I can’t really explain how I’m feeling. I’ve been pretty transparent on how I feel when it comes to dating and everything I’ve gone through in the past couple of years. But I guess I never really thought it would get to this point. I never really thought that one day my whole life would change. I talk about it a lot. Moving on, finally living my life in New York, leaving everything behind. Finally being happy. What I didn’t realize was how sad I would be when that day came.
It’s hard to accept happiness when you’ve been sad for so long. Just like it’s hard to hear someone call you beautiful when you’ve been called a fat cunt for years. I’m not good with change, even if it means leaving toxicity. I left a relationship that was hurting me mentally and emotionally and soon I’ll be leaving a home that’s caused me so much pain. So so much pain. But why do I feel guilty? Why am I sad? Why does change make people sad? Why am I sitting here writing this with tears streaming down my face at a loss of how to answer these questions? …
I think you get so used to something that even though you complain about it, you begin to get comfortable with what you’re given. The toxic becomes normal. I don’t think I realized how much I struggled with this until the past couple of months.
Here’s what I really need to say:
If you are in a toxic situation, get out as soon as possible.
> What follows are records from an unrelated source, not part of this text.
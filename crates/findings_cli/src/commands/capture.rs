//! Capture command - record a new finding.

use super::{parse_confidence, parse_opt, parse_priority, print_json, repo_name, GlobalArgs};
use anyhow::{Context, Result};
use console::style;
use findings_core::{
    Effort, Evidence, FindingType, FindingsStore, GlobalConfig, NewFinding, Severity, CATEGORIES,
};
use tracing::{debug, warn};

/// Flags accepted by `findings capture`.
#[derive(Debug, Default)]
pub struct CaptureArgs {
    pub title: String,
    pub finding_type: Option<String>,
    pub severity: Option<String>,
    pub category: Option<String>,
    pub description: Option<String>,
    pub file: Option<String>,
    pub line: Option<u32>,
    pub snippet: Option<String>,
    pub function: Option<String>,
    pub tags: Vec<String>,
    pub priority: Option<u8>,
    pub confidence: Option<f64>,
    pub during: Option<String>,
    pub eval: Option<String>,
    pub ado: Option<String>,
    pub blocked_by: Vec<String>,
    pub parent: Option<String>,
    pub effort: Option<String>,
    pub by: Option<String>,
    pub session: Option<String>,
}

/// Record a new finding and print its id.
pub fn run(args: &GlobalArgs, capture: CaptureArgs) -> Result<()> {
    // Validate closed values before touching the store.
    let finding_type = parse_opt::<FindingType>(capture.finding_type.as_deref())?;
    let severity = parse_opt::<Severity>(capture.severity.as_deref())?;
    let effort = parse_opt::<Effort>(capture.effort.as_deref())?;
    let priority = parse_priority(capture.priority)?;
    let confidence = parse_confidence(capture.confidence)?;

    let mut new = NewFinding::new(capture.title).evidence(Evidence {
        file: capture.file,
        line: capture.line,
        snippet: capture.snippet,
        function: capture.function,
    });
    if let Some(finding_type) = finding_type {
        new = new.finding_type(finding_type);
    }
    if let Some(severity) = severity {
        new = new.severity(severity);
    }
    if let Some(priority) = priority {
        new = new.priority(priority);
    }
    if let Some(category) = capture.category {
        if !CATEGORIES.contains(&category.as_str()) {
            debug!(%category, "category is not one of the recommended ones");
        }
        new = new.category(category);
    }
    if let Some(description) = capture.description {
        new = new.description(description);
    }
    if let Some(effort) = effort {
        new.effort = effort;
    }
    if let Some(confidence) = confidence {
        new.confidence = confidence;
    }
    if let Some(by) = capture.by {
        new.discovered_by = by;
    }
    new.tags = capture.tags;
    new.blocked_by = capture.blocked_by;
    new.parent = capture.parent;
    new.discovered_during = capture.during;
    new.eval_result = capture.eval;
    new.ado_work_item = capture.ado;
    new.session_id = capture.session;

    let mut store = args.open_store()?;
    let id = store.create_finding(new).context("Failed to record finding")?;

    if args.json {
        let finding = store.get_finding(&id)?;
        print_json(&finding)?;
    } else {
        println!("{} Captured {}", style("✓").green(), style(&id).cyan());
    }

    auto_push(args, &mut store, &id);
    Ok(())
}

/// Pushes the new finding if `sync.auto_push` is enabled. Never fails the capture.
fn auto_push(args: &GlobalArgs, store: &mut FindingsStore, id: &str) {
    match try_auto_push(args, store, id) {
        Ok(Some(gid)) if !gid.is_empty() && !args.json => {
            println!("{} Pushed to global store as {}", style("→").cyan(), style(gid).cyan());
        }
        Ok(_) => {}
        Err(e) => warn!(error = %e, "auto-push to global store failed"),
    }
}

fn try_auto_push(args: &GlobalArgs, store: &mut FindingsStore, id: &str) -> Result<Option<String>> {
    let dir = args.global_dir()?;
    if !GlobalConfig::load(&dir)?.sync.auto_push {
        return Ok(None);
    }
    let Some(finding) = store.get_finding(id)? else {
        return Ok(None);
    };

    let root = store.root();
    let path = root.canonicalize().unwrap_or_else(|_| root.to_path_buf());
    let mut global = args.open_global()?;
    let gid = global.sync_finding(&finding, &repo_name(root), &path.display().to_string())?;
    Ok(Some(gid))
}
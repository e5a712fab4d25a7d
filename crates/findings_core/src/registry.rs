//! Repository registry (`repositories.json`).
//!
//! Small enough to rewrite in full on every save, so no log is kept.

use crate::atomic::write_json_atomic;
use crate::error::{FindingsError, Result};
use crate::types::RepoInfo;
use std::collections::BTreeMap;
use std::fs;
use std::io::ErrorKind;
use std::path::{Path, PathBuf};
use tracing::warn;

/// Name of the registry file inside the global store directory.
pub const REGISTRY_FILE_NAME: &str = "repositories.json";

/// Map of repository name to [`RepoInfo`], persisted as one JSON object.
#[derive(Debug, Clone)]
pub struct RepoRegistry {
    path: PathBuf,
    repos: BTreeMap<String, RepoInfo>,
}

impl RepoRegistry {
    /// Loads the registry from `root/repositories.json`.
    ///
    /// A missing file is an empty registry. An unparseable one is treated as
    /// empty with a warning and replaced on the next save.
    pub fn load(root: &Path) -> Result<Self> {
        let path = root.join(REGISTRY_FILE_NAME);
        let repos = match fs::read(&path) {
            Ok(bytes) => match serde_json::from_slice(&bytes) {
                Ok(repos) => repos,
                Err(e) => {
                    warn!(path = %path.display(), error = %e, "repository registry corrupt, starting empty");
                    BTreeMap::new()
                }
            },
            Err(e) if e.kind() == ErrorKind::NotFound => BTreeMap::new(),
            Err(e) => return Err(e.into()),
        };
        Ok(Self { path, repos })
    }

    /// Writes the registry atomically.
    pub fn save(&self) -> Result<()> {
        write_json_atomic(&self.path, &self.repos)
    }

    pub fn get(&self, name: &str) -> Option<&RepoInfo> {
        self.repos.get(name)
    }

    pub fn contains(&self, name: &str) -> bool {
        self.repos.contains_key(name)
    }

    pub fn len(&self) -> usize {
        self.repos.len()
    }

    pub fn is_empty(&self) -> bool {
        self.repos.is_empty()
    }

    /// Every entry, ordered by name.
    pub fn list(&self) -> impl Iterator<Item = &RepoInfo> {
        self.repos.values()
    }

    /// Inserts or refreshes an entry. Re-registering keeps `registered_at`,
    /// `last_synced` and `finding_count`.
    ///
    /// # Errors
    ///
    /// `ConfigError` if `name` is new and the registry already holds `max_tracked` entries.
    pub fn upsert(
        &mut self,
        name: &str,
        path: &str,
        remote_url: Option<String>,
        now: &str,
        max_tracked: usize,
    ) -> Result<&RepoInfo> {
        if !self.repos.contains_key(name) && self.repos.len() >= max_tracked {
            return Err(FindingsError::ConfigError(format!(
                "cannot register '{}': repositories.max_tracked ({}) reached",
                name, max_tracked
            )));
        }

        let entry = self
            .repos
            .entry(name.to_string())
            .and_modify(|info| {
                info.path = path.to_string();
                if remote_url.is_some() {
                    info.remote_url = remote_url.clone();
                }
            })
            .or_insert_with(|| RepoInfo {
                name: name.to_string(),
                path: path.to_string(),
                remote_url: remote_url.clone(),
                last_synced: None,
                finding_count: 0,
                registered_at: now.to_string(),
            });
        Ok(entry)
    }

    /// Stamps a sync on an existing entry. Returns false if `name` is unknown.
    pub fn record_sync(&mut self, name: &str, synced_at: &str, finding_count: usize) -> bool {
        match self.repos.get_mut(name) {
            Some(info) => {
                info.last_synced = Some(synced_at.to_string());
                info.finding_count = finding_count;
                true
            }
            None => false,
        }
    }

    /// Overwrites the recomputed finding count. Returns false if `name` is unknown.
    pub fn set_finding_count(&mut self, name: &str, finding_count: usize) -> bool {
        match self.repos.get_mut(name) {
            Some(info) => {
                info.finding_count = finding_count;
                true
            }
            None => false,
        }
    }

    /// Removes an entry. Returns false if `name` is unknown.
    pub fn remove(&mut self, name: &str) -> bool {
        self.repos.remove(name).is_some()
    }
}
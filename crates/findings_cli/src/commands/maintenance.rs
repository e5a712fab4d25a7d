//! Compact, rebuild and verify commands for the local and global stores.

use super::{print_json, GlobalArgs};
use anyhow::{Context, Result};
use console::style;
use findings_core::{CompactReport, RebuildReport, VerifyReport};
use indicatif::{ProgressBar, ProgressStyle};
use std::io::{self, Write};
use std::time::{Duration, Instant};

/// Which store a maintenance command targets.
#[derive(Debug, Clone, Copy, PartialEq, Eq)]
pub enum Scope {
    Local,
    Global,
}

impl Scope {
    fn command(self, name: &str) -> String {
        match self {
            Scope::Local => format!("findings {}", name),
            Scope::Global => format!("findings global {}", name),
        }
    }

    fn compact(self, args: &GlobalArgs, dry_run: bool) -> Result<CompactReport> {
        let report = match self {
            Scope::Local => args.open_store()?.compact(dry_run)?,
            Scope::Global => args.open_global()?.compact(dry_run)?,
        };
        Ok(report)
    }

    fn rebuild(self, args: &GlobalArgs) -> Result<RebuildReport> {
        let report = match self {
            Scope::Local => args.open_store()?.rebuild()?,
            Scope::Global => args.open_global()?.rebuild()?,
        };
        Ok(report)
    }

    fn verify(self, args: &GlobalArgs) -> Result<VerifyReport> {
        let report = match self {
            Scope::Local => args.open_store()?.verify()?,
            Scope::Global => args.open_global()?.verify()?,
        };
        Ok(report)
    }
}

/// Drop superseded snapshots from the log, after confirmation.
pub fn compact(args: &GlobalArgs, scope: Scope, dry_run: bool, yes: bool) -> Result<()> {
    let preview = scope.compact(args, true)?;

    if dry_run || preview.lines_removed == 0 {
        if args.json {
            return print_json(&preview);
        }
        print_compact_report(&preview);
        if dry_run && preview.lines_removed > 0 {
            println!();
            println!("This was a dry run. To rewrite the log, run:");
            println!("  {}", style(scope.command("compact")).cyan());
        }
        return Ok(());
    }

    if !yes && !confirm(&preview)? {
        anyhow::bail!("Compaction cancelled");
    }

    let report = scope.compact(args, false).context("Failed to compact log")?;
    if args.json {
        return print_json(&report);
    }
    print_compact_report(&report);
    println!();
    println!(
        "{} Log compacted: {} superseded line(s) removed",
        style("✓").green(),
        report.lines_removed
    );
    Ok(())
}

fn confirm(preview: &CompactReport) -> Result<bool> {
    println!();
    println!(
        "{} {}",
        style("⚠").yellow().bold(),
        style("WARNING:").yellow().bold()
    );
    println!(
        "  Compaction rewrites the log, keeping only the latest snapshot of {} record(s).",
        preview.unique_records
    );
    println!(
        "  {} superseded line(s) of history will be removed permanently.",
        preview.lines_removed
    );
    if preview.corrupt_lines > 0 {
        println!(
            "  {} corrupt line(s) will be dropped as well.",
            style(preview.corrupt_lines).red()
        );
    }
    println!();

    print!("Continue with compaction? [y/N]: ");
    io::stdout().flush()?;

    let mut input = String::new();
    io::stdin().read_line(&mut input)?;
    Ok(input.trim().eq_ignore_ascii_case("y"))
}

fn print_compact_report(report: &CompactReport) {
    println!();
    println!("{}", style("Compaction Report:").bold());
    println!("  Log lines:       {}", style(report.original_lines).cyan());
    println!("  Unique records:  {}", style(report.unique_records).green());
    println!(
        "  Removable lines: {}",
        if report.lines_removed > 0 {
            style(report.lines_removed).yellow()
        } else {
            style(report.lines_removed).green()
        }
    );
    if report.corrupt_lines > 0 {
        println!("  Corrupt lines:   {}", style(report.corrupt_lines).red());
    }
}

/// Rebuild the index by replaying the log.
pub fn rebuild(args: &GlobalArgs, scope: Scope) -> Result<()> {
    let start = Instant::now();

    let spinner = ProgressBar::new_spinner();
    spinner.set_style(ProgressStyle::default_spinner().template("{spinner:.green} {msg}")?);
    spinner.set_message("Replaying log...");
    spinner.enable_steady_tick(Duration::from_millis(100));

    let report = scope.rebuild(args).context("Failed to rebuild index");
    spinner.finish_and_clear();
    let report = report?;

    if args.json {
        return print_json(&report);
    }

    println!(
        "{} Index rebuilt in {:.2}s: {} record(s) from {} line(s)",
        style("✓").green(),
        start.elapsed().as_secs_f64(),
        report.records,
        report.log_lines
    );
    if !report.corrupt_lines.is_empty() {
        println!(
            "  {} Skipped corrupt line(s): {}",
            style("⚠").yellow(),
            join_numbers(&report.corrupt_lines)
        );
    }
    Ok(())
}

/// Compare the persisted index with the log and recommend repairs.
pub fn verify(args: &GlobalArgs, scope: Scope) -> Result<()> {
    let report = scope.verify(args)?;

    if args.json {
        return print_json(&report);
    }

    println!();
    println!("{}", style("Verification Report:").bold());
    println!("  Log records:        {}", style(report.log_records).cyan());
    println!("  Unique records:     {}", style(report.unique_records).cyan());
    match report.index_entries {
        Some(entries) => println!("  Index entries:      {}", style(entries).cyan()),
        None if report.index_present => {
            println!("  Index entries:      {}", style("unreadable").red())
        }
        None => println!("  Index entries:      {}", style("not built").dim()),
    }
    if !report.corrupt_lines.is_empty() {
        println!(
            "  Corrupt log lines:  {} ({})",
            style(report.corrupt_lines.len()).red(),
            join_numbers(&report.corrupt_lines)
        );
    }
    for (label, ids) in [
        ("Missing from index:", &report.missing_from_index),
        ("Stale in index:", &report.stale_in_index),
        ("Orphaned in index:", &report.orphaned_in_index),
    ] {
        if ids.is_empty() {
            continue;
        }
        println!("  {:<19} {}", label, style(ids.len()).yellow());
        for id in ids {
            println!("    {} {}", style("⚠").yellow(), id);
        }
    }

    println!();
    if report.has_issues() {
        println!("{}", style(&report.summary()).yellow().bold());
        println!();
        println!("{}", style("Recommendations:").bold());
        if report.needs_rebuild() {
            println!(
                "  {} Run {} to regenerate the index",
                style("→").cyan(),
                style(scope.command("rebuild")).cyan()
            );
        }
        if !report.corrupt_lines.is_empty() {
            println!(
                "  {} Run {} to drop corrupt lines from the log",
                style("→").cyan(),
                style(scope.command("compact")).cyan()
            );
        }
    } else {
        println!("{} {}", style("✓").green(), style(&report.summary()).green());
    }
    Ok(())
}

fn join_numbers(numbers: &[usize]) -> String {
    numbers
        .iter()
        .map(usize::to_string)
        .collect::<Vec<_>>()
        .join(", ")
}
It’s the absolute hardest thing to do, but it’s the only thing that’d going to save your mental health. Yes, I’m really sad right now even though I’ve found someone who I love and I’ve finally found the chance to get away from my mother- but that’s because I’m in shock. I never knew this day would ever come. For a long time I thought I’d be stuck in a relationship having them look down on me, calling me fat and ugly and that I’m not good enough for the rest of my life. I thought I’d have to take care of my mother for the rest of my life. I thought – this is what I deserve. But I don’t. There’s a light at the end of the tunnel. There will always be some light at the end of possibly a very long tunnel.